[В. А. Серов][198]
[В. А. Серов][198]
Памяти друга
Мы были с ним связаны долгою и тесною дружбою. Я увидал В. А. Серова впервые в Школе живописи в 1884 году. Еще совсем юноша, лет девятнадцати, не больше, он посещал тогда вечерний натурный класс, которым руководил Е. С. Сорокин, а я кончал в это время Училище[199]. Приблизительно в то же время стал я с ним встречаться у С. И. Мамонтова. Там часто бывал Серов, кажется, даже жил. Через некоторое время мы сблизились с Валентином Александровичем. Я так отчетливо помню его таким, каким он был в ту пору, — милый, задумчивый и молчаливый. Мне предложена была работа: написать для церкви в Костроме большую картину на тему «Христос на Гефсиманском озере». Серов в это время только что женился и был в нужде. Я предложил ему написать картину вместе. Мы отправились в Кострому и там прожили два месяца. Серов писал Христа, я — озеро и все остальное. Серов всегда увлекался колоритом. Мы сочетали наши особенности. Эта работа нас окончательно сблизила[200].
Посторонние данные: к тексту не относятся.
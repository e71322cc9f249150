mod event_handler;
mod pipeline;
mod state;
#[cfg(test)]
pub(crate) mod testing;

pub use event_handler::handle_action;
pub use state::{Action, AppState, Outcome, Processed, Services, TextTool, Translation};
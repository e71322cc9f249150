use std::path::PathBuf;

use crate::auth::{AuthPage, CredentialStore, Session, SignupForm};
use crate::config::Config;
use crate::error::AppError;
use crate::language::Language;
use crate::services::{
    self, Datamuse, GoogleTranslator, GoogleTts, SpeechToText, TextToSpeech, Thesaurus,
    Translator, WhisperTranscriber, WordRelations,
};
use crate::text_tools::Sentiment;

/// A user interaction, as submitted by the front-end.
#[derive(Debug, Clone)]
pub enum Action {
    Navigate(AuthPage),
    Login { username: String, password: String },
    Signup(SignupForm),
    RequestReset { email: String },
    Logout,
    /// Record from the microphone, then transcribe.
    Record { language: Language },
    /// Transcribe already-captured WAV audio.
    Transcribe { wav: Vec<u8>, language: Language },
    SetText(String),
    LoadFile { name: String, bytes: Vec<u8> },
    Translate { target: Language },
    Process { tool: TextTool, text: String },
    AnalyzeWord { word: String, language: Language },
}

#[derive(Debug, Clone, Copy, PartialEq, Eq)]
pub enum TextTool {
    Summarize,
    Keywords,
    Sentiment,
}

/// What a successful action produced.
#[derive(Debug, Clone, PartialEq)]
pub enum Outcome {
    PageChanged(AuthPage),
    LoggedIn(String),
    AccountCreated(String),
    ResetRequested(&'static str),
    LoggedOut,
    /// New working text, from speech, typing, or a file.
    TextReady(String),
    Translated(Translation),
    Processed(Processed),
    WordAnalysis(WordRelations),
}

#[derive(Debug, Clone, PartialEq)]
pub struct Translation {
    pub text: String,
    pub target: Language,
    /// Where the synthesized speech was written, if synthesis worked.
    pub audio_path: Option<PathBuf>,
    /// Why speech is missing, if it is.
    pub speech_error: Option<String>,
}

#[derive(Debug, Clone, PartialEq)]
pub enum Processed {
    Summary(String),
    Keywords(Vec<String>),
    Sentiment(Sentiment),
}

/// The external service adapters used by one app instance.
pub struct Services {
    pub stt: Box<dyn SpeechToText>,
    pub translator: Box<dyn Translator>,
    pub tts: Box<dyn TextToSpeech>,
    pub thesaurus: Box<dyn Thesaurus>,
}

impl Services {
    pub fn from_config(config: &Config) -> Self {
        let client = services::http_client(config.request_timeout_secs);
        Self {
            stt: Box::new(WhisperTranscriber::new(
                Config::data_dir().join("models"),
                config.whisper_model.clone(),
            )),
            translator: Box::new(GoogleTranslator::new(
                client.clone(),
                config.translate_url.clone(),
            )),
            tts: Box::new(GoogleTts::new(client.clone(), config.tts_url.clone())),
            thesaurus: Box::new(Datamuse::new(client, config.thesaurus_url.clone())),
        }
    }
}

/// Everything one interactive session needs. Passed explicitly to every
/// handler; dropped when the session ends.
pub struct AppState {
    pub config: Config,
    pub store: CredentialStore,
    pub session: Session,
    pub services: Services,
    pub tokio_rt: tokio::runtime::Runtime,
    /// Text the Translate action works on.
    pub original_text: Option<String>,
}

impl AppState {
    pub fn new(config: Config, services: Services) -> Result<Self, AppError> {
        let store = CredentialStore::open(&config.database_path(), config.password_scheme)?;
        let tokio_rt = tokio::runtime::Runtime::new().map_err(AppError::Runtime)?;

        Ok(Self {
            config,
            store,
            session: Session::new(),
            services,
            tokio_rt,
            original_text: None,
        })
    }
}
Был Валентин Александрович всегда вдумчивый, глубоко серьезный, страдающий как бы одиночеством. Никогда не сливался он с окружающей жизнью, стоял в ней как-то особняком; всякая ее суета была ему нестерпима. Часто звучала в его разговорах нота презрительной насмешки. Мне вспоминается: из окна фабрики Третьякова в Костроме была видна улица, усеянная кабаками и трактирами; из них выходили оборванные, босые рабочие, шумели, галдели. И я видел, как всегда Серов вглядывался в эту улицу, в ее обитателей. И было ясно, что Серова мучает эта картина. И тогда срывались у него слова:
— Однако какая же тоска — людская жизнь!..
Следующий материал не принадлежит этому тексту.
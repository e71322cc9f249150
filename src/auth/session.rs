use super::store::CredentialStore;
use crate::error::AuthError;

/// Acknowledgement shown for every password reset request.
pub const RESET_ACK: &str = "If an account exists with this email, you'll receive a reset link";

/// Which auth form a logged-out visitor is looking at.
#[derive(Debug, Clone, Copy, PartialEq, Eq)]
pub enum AuthPage {
    Login,
    Signup,
    Forgot,
}

#[derive(Debug, Clone, PartialEq, Eq)]
pub enum SessionState {
    LoggedOut { page: AuthPage },
    LoggedIn { username: String },
}

impl Default for SessionState {
    fn default() -> Self {
        SessionState::LoggedOut {
            page: AuthPage::Login,
        }
    }
}

/// Signup form contents.
#[derive(Debug, Clone, Default)]
pub struct SignupForm {
    pub username: String,
    pub email: String,
    pub password: String,
    pub confirm_password: String,
}

/// One visitor's session. Every transition goes through these methods; a
/// rejected action leaves the state untouched.
#[derive(Debug, Default)]
pub struct Session {
    state: SessionState,
}

impl Session {
    pub fn new() -> Self {
        Self::default()
    }

    pub fn state(&self) -> &SessionState {
        &self.state
    }

    pub fn is_logged_in(&self) -> bool {
        matches!(self.state, SessionState::LoggedIn { .. })
    }

    /// Identity of the current session, only while logged in.
    pub fn username(&self) -> Option<&str> {
        match &self.state {
            SessionState::LoggedIn { username } => Some(username.as_str()),
            SessionState::LoggedOut { .. } => None,
        }
    }

    /// Current auth form, only while logged out.
    pub fn auth_page(&self) -> Option<AuthPage> {
        match self.state {
            SessionState::LoggedOut { page } => Some(page),
            SessionState::LoggedIn { .. } => None,
        }
    }

    /// Switch between auth forms. Never touches the store.
    pub fn navigate(&mut self, page: AuthPage) -> Result<(), AuthError> {
        match self.state {
            SessionState::LoggedOut { .. } => {
                self.state = SessionState::LoggedOut { page };
                Ok(())
            }
            SessionState::LoggedIn { .. } => Err(AuthError::NotAvailable("Navigation")),
        }
    }

    /// Submit the login form.
    pub fn login(
        &mut self,
        store: &CredentialStore,
        username: &str,
        password: &str,
    ) -> Result<(), AuthError> {
        self.require_page(AuthPage::Login, "Login")?;

        if !store.verify(username, password)? {
            log::info!("Rejected login for '{username}'");
            return Err(AuthError::InvalidCredentials);
        }

        log::info!("User '{username}' logged in");
        self.state = SessionState::LoggedIn {
            username: username.to_string(),
        };
        Ok(())
    }

    /// Submit the signup form. On success the visitor lands on the login
    /// form; the new account is not logged in automatically.
    pub fn signup(&mut self, store: &CredentialStore, form: &SignupForm) -> Result<(), AuthError> {
        self.require_page(AuthPage::Signup, "Signup")?;

        if form.password != form.confirm_password {
            return Err(AuthError::PasswordMismatch);
        }

        store.create(&form.username, &form.password, &form.email)?;
        self.state = SessionState::LoggedOut {
            page: AuthPage::Login,
        };
        Ok(())
    }

    /// Submit the forgot-password form. Nothing is looked up or sent.
    pub fn request_password_reset(&mut self, email: &str) -> Result<&'static str, AuthError> {
        self.require_page(AuthPage::Forgot, "Password reset")?;
        log::info!("Password reset requested ({} chars)", email.len());
        Ok(RESET_ACK)
    }

    /// End the session. Always lands on the login form.
    pub fn logout(&mut self) {
        if let Some(username) = self.username() {
            log::info!("User '{username}' logged out");
        }
        self.state = SessionState::default();
    }

    fn require_page(&self, page: AuthPage, action: &'static str) -> Result<(), AuthError> {
        if self.auth_page() == Some(page) {
            Ok(())
        } else {
            Err(AuthError::NotAvailable(action))
        }
    }
}
use async_trait::async_trait;
use serde_json::Value;

use super::{check_status, Translator};
use crate::error::ServiceError;
use crate::language::Language;

/// Longest text the endpoint accepts in one request.
const MAX_CHARS: usize = 5000;

/// Google Translate web endpoint (`translate_a/single`, `client=gtx`).
pub struct GoogleTranslator {
    client: reqwest::Client,
    url: String,
}

impl GoogleTranslator {
    pub fn new(client: reqwest::Client, url: impl Into<String>) -> Self {
        Self {
            client,
            url: url.into(),
        }
    }
}

#[async_trait]
impl Translator for GoogleTranslator {
    async fn translate(&self, text: &str, target: Language) -> Result<String, ServiceError> {
        let text = text.trim();
        if text.is_empty() {
            return Err(ServiceError::InvalidInput("text is empty".into()));
        }
        let chars = text.chars().count();
        if chars > MAX_CHARS {
            return Err(ServiceError::InvalidInput(format!(
                "text is {chars} characters, the limit is {MAX_CHARS}"
            )));
        }

        let resp = self
            .client
            .get(&self.url)
            .query(&[
                ("client", "gtx"),
                ("sl", "auto"),
                ("tl", target.tag()),
                ("dt", "t"),
                ("q", text),
            ])
            .send()
            .await?;
        let body: Value = check_status(resp, "Translate").await?.json().await?;

        let translated = parse_segments(&body).ok_or_else(|| {
            ServiceError::ServiceUnavailable("unexpected translation response".into())
        })?;
        log::info!(
            "Translated {chars} chars into {} ({} chars)",
            target.tag(),
            translated.chars().count()
        );
        Ok(translated)
    }
}

/// The response is `[[["translated", "source", ...], ...], ...]`; the first
/// element of every inner array is one translated sentence.
fn parse_segments(body: &Value) -> Option<String> {
    let segments = body.get(0)?.as_array()?;
    let text: String = segments
        .iter()
        .filter_map(|seg| seg.get(0).and_then(Value::as_str))
        .collect();
    if text.is_empty() {
        None
    } else {
        Some(text)
    }
}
Иногда Серов доходил до большой меланхолии, мы молчали целыми днями. Тогда складывались у него мрачные мысли. Но искусство всегда, среди всей меланхолии, увлекало его. И совершенно по-особенному увлекало. Он не восхищался художниками цвета, колорита и радости. Он искал всегда серьезных сторон рисунка. Например, он часто говорил, что ему особенно нравится Менцель[201]. И сам себя часто любил называть «немцем». Иногда же говорил, что ничего ему в живописи, в сущности, не нравится. И, может быть, в нем был не столько художник, как ни велик он был в своем искусстве, сколько искатель истины. Потому же особенно любил он Льва Толстого. В то же время он очень любил музыку.
Никогда не осуждал он никакого порыва в другом, всегда шел этому навстречу, готов был признать все в другом. Но в себе все отрицал, себя, свои работы всегда строго осуждал и очень мучился в своих исканиях. Долго работая, он никогда не был доволен тем, чего достигал. Выше же всего ставил в живописи рисунок, и его особенно упорно добивался.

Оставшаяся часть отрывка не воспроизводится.